→ WORK INSTRUCTIONS:
Scan the records for "NoiseConfig". Show the matching lines.

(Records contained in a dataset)
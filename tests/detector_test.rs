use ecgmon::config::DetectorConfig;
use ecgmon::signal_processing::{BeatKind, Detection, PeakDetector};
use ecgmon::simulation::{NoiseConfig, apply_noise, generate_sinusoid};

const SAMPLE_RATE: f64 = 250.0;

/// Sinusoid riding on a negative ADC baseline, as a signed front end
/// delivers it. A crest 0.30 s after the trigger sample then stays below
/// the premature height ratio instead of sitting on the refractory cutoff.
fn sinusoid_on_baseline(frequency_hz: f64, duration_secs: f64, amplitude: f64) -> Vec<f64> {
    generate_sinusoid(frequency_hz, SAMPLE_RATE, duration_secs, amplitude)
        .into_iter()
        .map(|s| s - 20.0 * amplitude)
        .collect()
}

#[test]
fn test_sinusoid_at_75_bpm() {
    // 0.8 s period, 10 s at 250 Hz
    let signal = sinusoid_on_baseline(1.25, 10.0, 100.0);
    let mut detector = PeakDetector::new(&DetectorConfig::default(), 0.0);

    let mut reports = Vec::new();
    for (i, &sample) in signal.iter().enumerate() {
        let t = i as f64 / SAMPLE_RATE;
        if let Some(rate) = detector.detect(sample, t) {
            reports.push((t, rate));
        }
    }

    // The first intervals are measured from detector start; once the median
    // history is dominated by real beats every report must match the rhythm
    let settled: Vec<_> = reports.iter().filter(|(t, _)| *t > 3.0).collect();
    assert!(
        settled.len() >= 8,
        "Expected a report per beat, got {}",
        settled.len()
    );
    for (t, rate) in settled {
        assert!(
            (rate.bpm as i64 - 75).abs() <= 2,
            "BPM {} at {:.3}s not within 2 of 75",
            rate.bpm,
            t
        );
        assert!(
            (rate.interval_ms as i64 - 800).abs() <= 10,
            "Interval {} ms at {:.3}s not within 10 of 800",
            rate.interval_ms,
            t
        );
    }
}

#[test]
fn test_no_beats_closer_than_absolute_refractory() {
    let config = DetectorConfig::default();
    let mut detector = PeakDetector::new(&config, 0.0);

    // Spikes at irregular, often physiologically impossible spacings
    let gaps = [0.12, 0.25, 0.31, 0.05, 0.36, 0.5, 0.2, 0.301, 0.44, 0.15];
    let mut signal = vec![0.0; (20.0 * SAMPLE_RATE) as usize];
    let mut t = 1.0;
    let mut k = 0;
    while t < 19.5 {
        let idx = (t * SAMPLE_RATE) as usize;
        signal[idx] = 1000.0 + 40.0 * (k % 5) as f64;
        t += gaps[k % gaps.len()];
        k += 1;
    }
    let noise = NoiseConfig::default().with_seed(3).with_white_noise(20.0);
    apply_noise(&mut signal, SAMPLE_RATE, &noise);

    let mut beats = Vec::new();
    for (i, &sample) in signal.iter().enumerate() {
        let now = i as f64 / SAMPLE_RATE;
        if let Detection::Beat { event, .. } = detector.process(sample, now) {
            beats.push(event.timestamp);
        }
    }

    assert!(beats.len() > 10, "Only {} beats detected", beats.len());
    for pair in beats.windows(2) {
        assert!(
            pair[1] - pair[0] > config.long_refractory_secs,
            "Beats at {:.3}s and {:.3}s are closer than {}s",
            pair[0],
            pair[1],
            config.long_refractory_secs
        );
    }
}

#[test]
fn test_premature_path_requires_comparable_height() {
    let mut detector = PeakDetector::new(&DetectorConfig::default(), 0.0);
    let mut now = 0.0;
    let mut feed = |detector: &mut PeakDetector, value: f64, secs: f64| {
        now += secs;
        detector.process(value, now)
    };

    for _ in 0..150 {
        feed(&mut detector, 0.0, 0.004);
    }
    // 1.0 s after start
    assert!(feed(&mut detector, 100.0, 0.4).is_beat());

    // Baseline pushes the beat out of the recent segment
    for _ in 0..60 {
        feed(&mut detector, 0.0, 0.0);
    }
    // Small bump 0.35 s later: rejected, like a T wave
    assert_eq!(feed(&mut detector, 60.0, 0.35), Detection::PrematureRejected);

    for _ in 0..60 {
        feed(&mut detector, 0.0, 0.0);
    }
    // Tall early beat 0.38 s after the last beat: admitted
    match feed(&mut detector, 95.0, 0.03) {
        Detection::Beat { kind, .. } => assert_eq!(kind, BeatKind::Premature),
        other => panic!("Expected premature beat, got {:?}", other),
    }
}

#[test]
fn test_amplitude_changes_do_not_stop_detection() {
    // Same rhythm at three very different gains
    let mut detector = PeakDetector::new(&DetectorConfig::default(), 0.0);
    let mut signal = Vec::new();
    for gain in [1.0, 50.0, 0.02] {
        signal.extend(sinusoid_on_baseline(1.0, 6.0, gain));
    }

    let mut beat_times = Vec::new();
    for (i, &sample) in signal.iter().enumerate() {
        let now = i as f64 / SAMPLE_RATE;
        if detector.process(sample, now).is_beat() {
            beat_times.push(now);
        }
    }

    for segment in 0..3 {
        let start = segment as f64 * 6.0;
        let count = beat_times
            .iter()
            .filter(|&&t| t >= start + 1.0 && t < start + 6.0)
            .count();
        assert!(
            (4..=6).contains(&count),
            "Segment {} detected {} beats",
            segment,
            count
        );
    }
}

→ ANSWER SPACE:
use ecgmon::simulation::{NoiseConfig, apply_noise, generate_sinusoid};
    let noise = NoiseConfig::default().with_seed(3).with_white_noise(20.0);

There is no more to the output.